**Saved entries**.
◆ ◆ ◆ ◆
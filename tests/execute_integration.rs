//! Runs CLI commands against a hub backed by a mocked GitHub client.

use resux::cli::{execute, Commands};
use resux::inspect::inspect;
use resux::load_config::InspectSection;
use resux_core::github::{ContentKind, Github, MockGithubApi, RawContent, RawPage, RawUser};
use resux_core::offload::Offloader;
use resux_core::ProviderError;
use serde_json::{json, Value};
use std::collections::BTreeMap;
use std::sync::Arc;

fn repo_json(full_name: &str, stars: u64) -> Value {
    let (owner, name) = full_name.split_once('/').expect("owner/name");
    json!({
        "name": name,
        "full_name": full_name,
        "description": format!("about {name}"),
        "stargazers_count": stars,
        "owner": { "login": owner }
    })
}

fn commit_json(sha: &str) -> Value {
    json!({
        "sha": sha,
        "commit": {
            "message": format!("commit {sha}"),
            "author": {
                "name": "Monalisa Octocat",
                "email": "support@github.com",
                "date": "2024-03-01T12:00:00Z"
            }
        }
    })
}

fn single_page(items: Vec<Value>) -> RawPage {
    RawPage {
        items,
        next_page: None,
        last_page: None,
    }
}

/// A mock describing one account `octocat` owning `hello` (with a readme) and
/// `spoon` (without one).
fn octocat_api() -> MockGithubApi {
    let mut api = MockGithubApi::new();
    api.expect_authenticated_user().returning(|| {
        Ok(RawUser {
            login: "octocat".to_string(),
            name: Some("The Octocat".to_string()),
            email: Some("octocat@github.com".to_string()),
        })
    });
    api.expect_repository().returning(|full_name| match full_name {
        "octocat/hello" => Ok(serde_json::from_value(repo_json(full_name, 80)).unwrap()),
        "octocat/spoon" => Ok(serde_json::from_value(repo_json(full_name, 12)).unwrap()),
        other => Err(ProviderError::NotFound {
            resource: format!("repos/{other}"),
        }),
    });
    api.expect_readme().returning(|full_name| match full_name {
        "octocat/hello" => Ok(RawContent {
            path: "README.md".to_string(),
            kind: ContentKind::File,
            content: b"# hello".to_vec(),
        }),
        other => Err(ProviderError::NotFound {
            resource: format!("repos/{other}/readme"),
        }),
    });
    api.expect_languages()
        .returning(|_| Ok(BTreeMap::from([("Rust".to_string(), 1024)])));
    api.expect_page().returning(|path, page, _| {
        let items = match (path, page) {
            ("user/repos", 1) => vec![repo_json("octocat/hello", 80), repo_json("octocat/spoon", 12)],
            ("repos/octocat/hello/commits", 1) => {
                vec![commit_json("c3"), commit_json("c2"), commit_json("c1")]
            }
            ("repos/octocat/hello/tags", 1) => vec![json!({ "name": "v1.0.0" })],
            _ => Vec::new(),
        };
        Ok(single_page(items))
    });
    api.expect_dir_contents().returning(|_, path| match path {
        "" => Ok(vec![
            RawContent {
                path: "src".to_string(),
                kind: ContentKind::Dir,
                content: Vec::new(),
            },
            RawContent {
                path: "README.md".to_string(),
                kind: ContentKind::File,
                content: b"# hello".to_vec(),
            },
        ]),
        "src" => Ok(vec![RawContent {
            path: "src/main.rs".to_string(),
            kind: ContentKind::File,
            content: b"fn main() {}".to_vec(),
        }]),
        _ => Ok(Vec::new()),
    });
    api
}

fn hub() -> Github {
    Github::new(Arc::new(octocat_api()), Offloader::new(4), 30)
}

#[tokio::test]
async fn whoami_reports_the_authenticated_user() {
    let value = execute(&hub(), &Commands::Whoami, &InspectSection::default())
        .await
        .expect("whoami");
    assert_eq!(
        value,
        json!({ "login": "octocat", "name": "The Octocat", "email": "octocat@github.com" })
    );
}

#[tokio::test]
async fn repos_lists_full_names_and_stars() {
    let value = execute(&hub(), &Commands::Repos, &InspectSection::default())
        .await
        .expect("repos");
    assert_eq!(value[0]["full_name"], "octocat/hello");
    assert_eq!(value[1]["stars"], 12);
}

#[tokio::test]
async fn files_lists_paths_depth_first() {
    let command = Commands::Files {
        repo: "hello".to_string(),
    };
    let value = execute(&hub(), &command, &InspectSection::default())
        .await
        .expect("files");
    assert_eq!(
        value,
        json!([
            { "path": "README.md", "size": 7 },
            { "path": "src/main.rs", "size": 12 }
        ])
    );
}

#[tokio::test]
async fn commits_honour_offset_and_limit() {
    let command = Commands::Commits {
        repo: "octocat/hello".to_string(),
        offset: 1,
        limit: 5,
    };
    let value = execute(&hub(), &command, &InspectSection::default())
        .await
        .expect("commits");
    let shas: Vec<&str> = value
        .as_array()
        .expect("array")
        .iter()
        .map(|c| c["sha"].as_str().expect("sha"))
        .collect();
    assert_eq!(shas, vec!["c2", "c1"]);
}

#[tokio::test]
async fn unknown_repository_is_an_error() {
    let command = Commands::Tags {
        repo: "octocat/nope".to_string(),
    };
    let err = execute(&hub(), &command, &InspectSection::default())
        .await
        .expect_err("missing repository");
    assert!(format!("{err:#}").contains("octocat/nope"));
}

#[tokio::test]
async fn inspect_keeps_the_requested_order() {
    let names = vec!["spoon".to_string(), "octocat/hello".to_string()];
    let settings = InspectSection {
        concurrency: 2,
        commits: 2,
    };

    let facts = inspect(&hub(), &names, &settings).await.expect("inspect");

    assert_eq!(facts.len(), 2);
    assert_eq!(facts[0].full_name, "octocat/spoon");
    assert!(!facts[0].has_readme);
    assert!(facts[0].recent_commits.is_empty());

    let hello = &facts[1];
    assert_eq!(hello.full_name, "octocat/hello");
    assert_eq!(hello.description.as_deref(), Some("about hello"));
    assert!(hello.has_readme);
    assert_eq!(hello.tags, vec!["v1.0.0"]);
    assert_eq!(hello.languages.get("Rust"), Some(&1024));
    let shas: Vec<&str> = hello.recent_commits.iter().map(|c| c.sha()).collect();
    assert_eq!(shas, vec!["c3", "c2"]);
}
#![doc = "resux-core: asynchronous navigation over hosted git repositories."]

//! This crate turns a blocking, paginated hosting-provider client into an
//! async, provider-agnostic view of users, repositories, commits, tags and files.
//!
//! - [`contract`]: the traits consumers program against ([`Hub`], [`User`], [`Repo`], [`Pagination`]).
//! - [`model`]: read-only domain values.
//! - [`pagination`]: the adapter turning any [`pagination::RawCollection`] into a [`Pagination`].
//! - [`offload`]: the bounded worker pool every blocking call runs on.
//! - [`github`]: the GitHub implementation.
//!
//! # Usage
//! Connect with [`github::Github::connect`] and navigate through [`Hub`].

pub mod config;
pub mod contract;
pub mod error;
pub mod github;
pub mod model;
pub mod offload;
pub mod pagination;
#[cfg(any(test, feature = "test-export-mocks"))]
pub mod testing;

pub use contract::{Hub, Key, Pagination, Repo, User};
pub use error::{GitError, ProviderError, Result};
pub use model::{Commit, CommitAuthor, File, Tag};
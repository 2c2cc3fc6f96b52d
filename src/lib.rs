pub mod cli;
pub mod inspect;
pub mod load_config;

pub use cli::{execute, run, Cli, Commands};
◆ ◆ ◆ ◆
**ABOUT THIS TASK**. Reproduce, word for word, every line starting at the line that contains "pub mod pagination;" and ending with the final line of the entries.

**SOLVED PROBLEM**.
pub mod pagination;
#[cfg(any(test, feature = "test-export-mocks"))]
pub mod testing;

pub use contract::{Hub, Key, Pagination, Repo, User};
pub use error::{GitError, ProviderError, Result};
pub use model::{Commit, CommitAuthor, File, Tag};
repository 2c2cc3fc6f96b52d
filename src/lib.rs
pub mod cli;
pub mod inspect;
pub mod load_config;

pub use cli::{execute, run, Cli, Commands};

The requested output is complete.